Monday, June 10, 2019

Obsessive-Compulsive Ottoman Disorder

Well do I recall reading biographies of David Lloyd George, as well as histories of the Great War and its aftermath, and hearing again how much George loathed the Ottomans and how, if nothing else came of the conflict, he wanted to ensure their empire was smashed after the war. Even sympathetic commentators and biographers regarded this as an "obsession" on George's part, but it was apparently an obsession shared by many others, as we shall soon see. Set for release early next month is what looks to be a fascinating work exploring how we construct images of "enemies" and how we view and write history in the light of current politics: Noel Malcolm, Useful EnemiesIslam and The Ottoman Empire in Western Political Thought, 1450-1750 (Oxford University Press, 2019), 512pp.

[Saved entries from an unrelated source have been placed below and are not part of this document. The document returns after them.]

//! Core traits for Trishul pipeline components
//!
//! The transport, the 404 detector and the plugins are collaborators of the
//! orchestrator: it only sees them through these traits.

use anyhow::Result;
use async_trait::async_trait;
use std::sync::Arc;
use url::Url;

use crate::kb::KnowledgeBase;
use crate::types::{FuzzableRequest, HttpResponse};

/// Receives every response the transport produces (the grep sink).
#[async_trait]
pub trait ResponseObserver: Send + Sync {
    async fn observe(&self, request: &FuzzableRequest, response: &HttpResponse);
}

/// HTTP transport used by stages and plugins.
#[async_trait]
pub trait Transport: Send + Sync {
    /// Send a request; `cached` allows serving a previous GET response.
    async fn send(&self, request: &FuzzableRequest, cached: bool) -> Result<HttpResponse>;

    /// Plain GET, the operation the bootstrap step relies on.
    async fn get(&self, url: &Url, cached: bool) -> Result<HttpResponse> {
        self.send(&FuzzableRequest::get(url.clone()), cached).await
    }

    /// Install (or clear) the observer fed with every response.
    fn set_observer(&self, observer: Option<Arc<dyn ResponseObserver>>);

    /// Header added to every outgoing request, replacing a previous value.
    fn set_default_header(&self, name: &str, value: &str);

    fn default_header(&self, name: &str) -> Option<String>;
}

/// Classifies "not found" responses.
#[async_trait]
pub trait NotFoundDetector: Send + Sync {
    /// Learn what a missing page looks like on the response's site.
    async fn prime(&self, transport: &dyn Transport, response: &HttpResponse) -> Result<()>;

    fn is_404(&self, response: &HttpResponse) -> bool;
}

/// Everything a plugin may touch while running.
#[derive(Clone)]
pub struct PluginContext {
    pub transport: Arc<dyn Transport>,
    pub kb: KnowledgeBase,
    pub not_found: Arc<dyn NotFoundDetector>,
}

impl PluginContext {
    pub fn new(
        transport: Arc<dyn Transport>,
        kb: KnowledgeBase,
        not_found: Arc<dyn NotFoundDetector>,
    ) -> Self {
        Self {
            transport,
            kb,
            not_found,
        }
    }
}

/// Behaviour shared by every plugin kind.
#[async_trait]
pub trait Plugin: Send + Sync {
    fn name(&self) -> &str;

    /// Called once when the owning stage shuts down in order.
    async fn end(&self, _ctx: &PluginContext) -> Result<()> {
        Ok(())
    }
}

/// Crawl and infrastructure plugins: find new requests from a known one.
#[async_trait]
pub trait DiscoveryPlugin: Plugin {
    async fn discover(&self, request: &FuzzableRequest, ctx: &PluginContext) -> Result<Vec<FuzzableRequest>>;
}

/// Audit plugins publish findings to the knowledge base.
#[async_trait]
pub trait AuditPlugin: Plugin {
    async fn audit(&self, request: &FuzzableRequest, ctx: &PluginContext) -> Result<()>;
}

/// Credential bruteforcers; successful logins yield new requests.
#[async_trait]
pub trait BruteforcePlugin: Plugin {
    async fn bruteforce(&self, request: &FuzzableRequest, ctx: &PluginContext) -> Result<Vec<FuzzableRequest>>;
}

/// Session keepers.
#[async_trait]
pub trait AuthPlugin: Plugin {
    async fn is_logged(&self, ctx: &PluginContext) -> Result<bool>;

    async fn login(&self, ctx: &PluginContext) -> Result<()>;
}

/// Passive response inspectors.
#[async_trait]
pub trait GrepPlugin: Plugin {
    async fn grep(&self, request: &FuzzableRequest, response: &HttpResponse, ctx: &PluginContext) -> Result<()>;
}

/// Configured plugin instances per role; an empty list disables the stage.
#[derive(Clone, Default)]
pub struct PluginSet {
    pub crawl: Vec<Arc<dyn DiscoveryPlugin>>,
    pub infrastructure: Vec<Arc<dyn DiscoveryPlugin>>,
    pub audit: Vec<Arc<dyn AuditPlugin>>,
    pub bruteforce: Vec<Arc<dyn BruteforcePlugin>>,
    pub auth: Vec<Arc<dyn AuthPlugin>>,
    pub grep: Vec<Arc<dyn GrepPlugin>>,
}

impl PluginSet {
    pub fn new() -> Self {
        Self::default()
    }

    /// Crawl plugins followed by infrastructure plugins.
    pub fn discovery(&self) -> Vec<Arc<dyn DiscoveryPlugin>> {
        self.crawl.iter().chain(self.infrastructure.iter()).cloned().collect()
    }

    pub fn is_empty(&self) -> bool {
        self.crawl.is_empty()
            && self.infrastructure.is_empty()
            && self.audit.is_empty()
            && self.bruteforce.is_empty()
            && self.auth.is_empty()
            && self.grep.is_empty()
    }

    pub fn names(&self) -> Vec<String> {
        let mut names = Vec::new();
        names.extend(self.crawl.iter().map(|p| p.name().to_string()));
        names.extend(self.infrastructure.iter().map(|p| p.name().to_string()));
        names.extend(self.audit.iter().map(|p| p.name().to_string()));
        names.extend(self.bruteforce.iter().map(|p| p.name().to_string()));
        names.extend(self.auth.iter().map(|p| p.name().to_string()));
        names.extend(self.grep.iter().map(|p| p.name().to_string()));
        names
    }
}

impl std::fmt::Debug for PluginSet {
    fn fmt(&self, f: &mut std::fmt::Formatter<'_>) -> std::fmt::Result {
        f.debug_struct("PluginSet").field("plugins", &self.names()).finish()
    }
}
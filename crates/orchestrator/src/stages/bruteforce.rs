//! Bruteforce stage: credential guessing on login forms and protected areas

use async_trait::async_trait;
use std::collections::HashSet;
use std::sync::Arc;
use std::time::Duration;
use tracing::debug;

use super::end_plugins;
use crate::consumer::{StageContext, StageCore};
use crate::worker::{Fetch, StageResult, Worker};
use trishul_common::{BruteforcePlugin, PluginContext, StageRole, TrishulResult, WorkItem};

/// Producer and consumer. Each distinct input is attacked once, and each
/// request unlocked by a successful guess is emitted once.
pub struct BruteforceStage {
    core: StageCore<WorkItem>,
    plugins: Vec<Arc<dyn BruteforcePlugin>>,
    ctx: PluginContext,
}

impl BruteforceStage {
    pub fn new(plugins: Vec<Arc<dyn BruteforcePlugin>>, ctx: PluginContext, capacity: usize) -> Self {
        Self {
            core: StageCore::new(StageRole::Bruteforce, capacity),
            plugins,
            ctx,
        }
    }
}

#[async_trait]
impl Worker for BruteforceStage {
    fn role(&self) -> StageRole {
        StageRole::Bruteforce
    }

    fn start(&mut self) -> TrishulResult<()> {
        let plugins = self.plugins.clone();
        let ctx = self.ctx.clone();
        self.core.spawn(move |mut stage: StageContext<WorkItem>| async move {
            let mut attacked: HashSet<WorkItem> = HashSet::new();
            let mut emitted: HashSet<WorkItem> = HashSet::new();
            while let Some(request) = stage.inbox.next().await {
                if attacked.insert(request.clone()) {
                    for plugin in &plugins {
                        if stage.inbox.is_cancelled() {
                            break;
                        }
                        match plugin.bruteforce(&request, &ctx).await {
                            Ok(found) => {
                                for unlocked in found {
                                    if emitted.insert(unlocked.clone()) {
                                        stage.out.emit(StageResult::Item(unlocked));
                                    }
                                }
                            }
                            Err(e) => stage.out.failure(Some(plugin.name()), e),
                        }
                    }
                } else {
                    debug!("Already bruteforced {}", request.url);
                }
                stage.inbox.done();
            }
            if !stage.inbox.is_cancelled() {
                end_plugins(&plugins, &ctx, &stage.out).await;
            }
        })
    }

    async fn submit(&self, item: WorkItem) -> TrishulResult<()> {
        self.core.submit(item).await
    }

    async fn fetch_result(&mut self, timeout: Duration) -> Fetch {
        self.core.fetch(timeout).await
    }

    fn has_pending_work(&self) -> bool {
        self.core.has_pending_work()
    }

    fn terminate(&self) {
        self.core.terminate();
    }

    async fn join(&mut self) -> TrishulResult<()> {
        self.core.join().await
    }
}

About this book the publisher tells us this:
From the fall of Constantinople in 1453 until the eighteenth century, many Western European writers viewed the Ottoman Empire with almost obsessive interest. Typically they reacted to it with fear and distrust; and such feelings were reinforced by the deep hostility of Western Christendom towards Islam. Yet there was also much curiosity about the social and political system on which the huge power of the sultans was based. In the sixteenth century, especially, when Ottoman territorial expansion was rapid and Ottoman institutions seemed particularly robust, there was even open admiration.
In this path-breaking book Noel Malcolm ranges through these vital centuries of East-West interaction, studying all the ways in which thinkers in the West interpreted the Ottoman Empire as a political phenomenon - and Islam as a political religion. Useful Enemies shows how the concept of 'oriental despotism' began as an attempt to turn the tables on a very positive analysis of Ottoman state power, and how, as it developed, it interacted with Western debates about monarchy and government. Noel Malcolm also shows how a negative portrayal of Islam as a religion devised for political purposes was assimilated by radical writers, who extended the criticism to all religions, including Christianity itself.
Examining the works of many famous thinkers (including Machiavelli, Bodin, and Montesquieu) and many less well-known ones, Useful Enemies illuminates the long-term development of Western ideas about the Ottomans, and about Islam. Noel Malcolm shows how these ideas became intertwined with internal Western debates about power, religion, society, and war. Discussions of Islam and the Ottoman Empire were thus bound up with mainstream thinking in the West on a wide range of important topics. These Eastern enemies were not just there to be denounced. They were there to be made use of, in arguments which contributed significantly to the development of Western political thought.